In this session, we will see how to use R’s vectorised operations to perform calculations more efficiently, and introduce functions in R and how to write them.

1 Vectorized operations

1.1 Introduction

We often need to process sets of values rather than single values. Such sets can be stored inside a vector. In many programming languages, operations on vectors are typically performed element by element in a loop:

for (i=0; i < length; i++) {
  z[i] = x[i] + y[i];
}

What this loop does:

  • Start i at 0.

  • Keep looping while i is less than length.

  • After each iteration, increase i by 1.

  • Within the loop, it perform the addition for the i-th elements of x and y, and store the result in z[i].

In interpreted languages such as R, this would be computationally inefficient, as the code within the loop is interpreted again for each iteration.
However, interpreted languages often provide common vectorised operations. A vectorised operation is simply an operation that is done on an entire vector rather than on single values, removing the need for interpretation of code at each iteration. For example, the loop above would be replaced by:

z <- x + y
  • Vectorised operations are typically much faster to compute than looping single-value operations, and also easier to read. Consequently, vectorised operations are essential for efficient R programming.
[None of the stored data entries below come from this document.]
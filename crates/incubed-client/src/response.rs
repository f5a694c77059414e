//! JSON-RPC responses: reading what nodes send, building what callers get.
//!
//! NEVER hand an unverified result to the caller. Every result leaving this
//! crate either went through the verification engine or is answered locally
//! from the configuration.

use crate::error::ClientError;
use incubed_core::{RpcError, RpcResponse};
use serde_json::Value;

/// Methods answered from the configuration without asking a node.
pub const LOCAL_METHODS: &[&str] = &["eth_chainId", "net_version", "web3_clientVersion"];

/// Prefix nodes put on errors that are their own fault.
const SYSTEM_ERROR_PREFIX: &str = "Error:";

/// Whether a node error is the node's fault rather than the caller's.
pub fn is_system_error(error: &RpcError) -> bool {
    error.message.starts_with(SYSTEM_ERROR_PREFIX)
}

/// Parse a node's answer. Batch answers are accepted when they carry a
/// single response.
pub fn parse_node_response(data: &str) -> Result<RpcResponse, String> {
    let value: Value = serde_json::from_str(data).map_err(|e| format!("invalid json response: {}", e))?;
    let value = match value {
        Value::Array(mut items) if items.len() == 1 => items.remove(0),
        Value::Array(items) => {
            return Err(format!("expected one response, got {}", items.len()));
        }
        other => other,
    };
    // a `null` result deserializes to `None`, so look at the raw keys
    let answered = value.get("result").is_some() || value.get("error").is_some();
    let response: RpcResponse =
        serde_json::from_value(value).map_err(|e| format!("invalid json-rpc response: {}", e))?;
    if !answered {
        return Err("response carries neither result nor error".into());
    }
    Ok(response)
}

/// Answer a local method from the chain id in use.
pub fn handle_local_method(method: &str, chain_id: u64) -> Option<Value> {
    match method {
        "eth_chainId" => Some(Value::String(format!("0x{:x}", chain_id))),
        "net_version" => Some(Value::String(chain_id.to_string())),
        "web3_clientVersion" => Some(Value::String(format!(
            "incubed/{}",
            env!("CARGO_PKG_VERSION")
        ))),
        _ => None,
    }
}

/// Create a success response.
pub fn success_response(id: Value, result: Value) -> RpcResponse {
    RpcResponse {
        id,
        ..RpcResponse::success(result)
    }
}

/// Create an error response for a failed request.
pub fn error_response(id: Value, error: &ClientError) -> RpcResponse {
    RpcResponse {
        jsonrpc: "2.0".to_string(),
        id,
        result: None,
        error: Some(error.to_rpc_error()),
        in3: None,
    }
}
  • If you feel the impulse of writing a loop, think twice before doing it! Indeed, R is particularly geared towards vectorised operations.

    • On the one hand, most things in R are already vectors (or composed of vectors):

      • a single number is a (length-one) vector;
      • matrices are internally represented as vectors.
    • On the other hand, R also includes default behaviours to help work with vectors:

      • if vectors in an operation are not all of the same length, the shorter vector is recycled (repeated) as needed.
      • many basic operations (adding, multiplying, calculating means, …) are vectorised.
  • NB: matrices (arrays) are often not recycled with the same rules, and often must have the same dimensions, without which warnings or errors are thrown. See also: R documentation about recycling

1.2 Simple mathematical operations

1.2.1 Vector and single number

  • add, subtract, divide, multiply, modulo …
  • in other programming languages (e.g. C, Perl, Python…), we would use a ‘for’ loop in order to modify each element of the vector x:

Python code:

x = [0,1,2,3,4,5]
x = [item+1 for item in x]
x
## [1, 2, 3, 4, 5, 6]

However, in R code we can write this:

x <- 0:5
x + 1
## [1] 1 2 3 4 5 6
  • How does this work?
  1. The expression x + 1 is the addition of two vectors of lengths 6 and 1. For this to work, the vectors need to have the same length and R recycles (repeats) the shorter vector (1) to match the longer vector (x).
  2. Now that both vectors are of the same length, additions are performed element-wise.
  3. Print result to screen.

The shorter vector is always recycled to match the longer one.

1.2.2 Two vectors

  • Similarly, we can add elements of two vectors:
y <- 5:0
z <- x + y
z
## [1] 5 5 5 5 5 5
  • \(z_i\), the element at index \(i\) of the result \(z\), is the sum of the elements \(x_i\) and \(y_i\): \(z_i = x_i + y_i\)
  • Remember: R performs this operation element-wise

Can you guess and explain the results in the following cases?

  • Exercise 1
r <- c(1, 1, 1, 1)
s <- c(1, 3)
r + s
## [1] 2 4 2 4

=> R recycles the shorter vector along the long one and perform the addition element-wise. The expression c(1,1,1,1) + c(1,3) is equivalent to c(1,1,1,1) + c(1,3,1,3)

  • Exercise 2
v <- c(1, 2, 3)
r + v
## Warning in r + v: longer object length is not a multiple of shorter object length
## [1] 2 3 4 2

R still recycles the shorter vector, but in this case the longer object length is not a multiple of shorter object length, and R throws a warning.

  • Exercise 3
r + 5L
## [1] 6 6 6 6

=> This is the addition of a numerical vector (r) to an integer number (5L). In this case, R converts the integer vector also to a numerical vector and recycles it as above. Compare class(r) and class(5L) to class(r + 5L).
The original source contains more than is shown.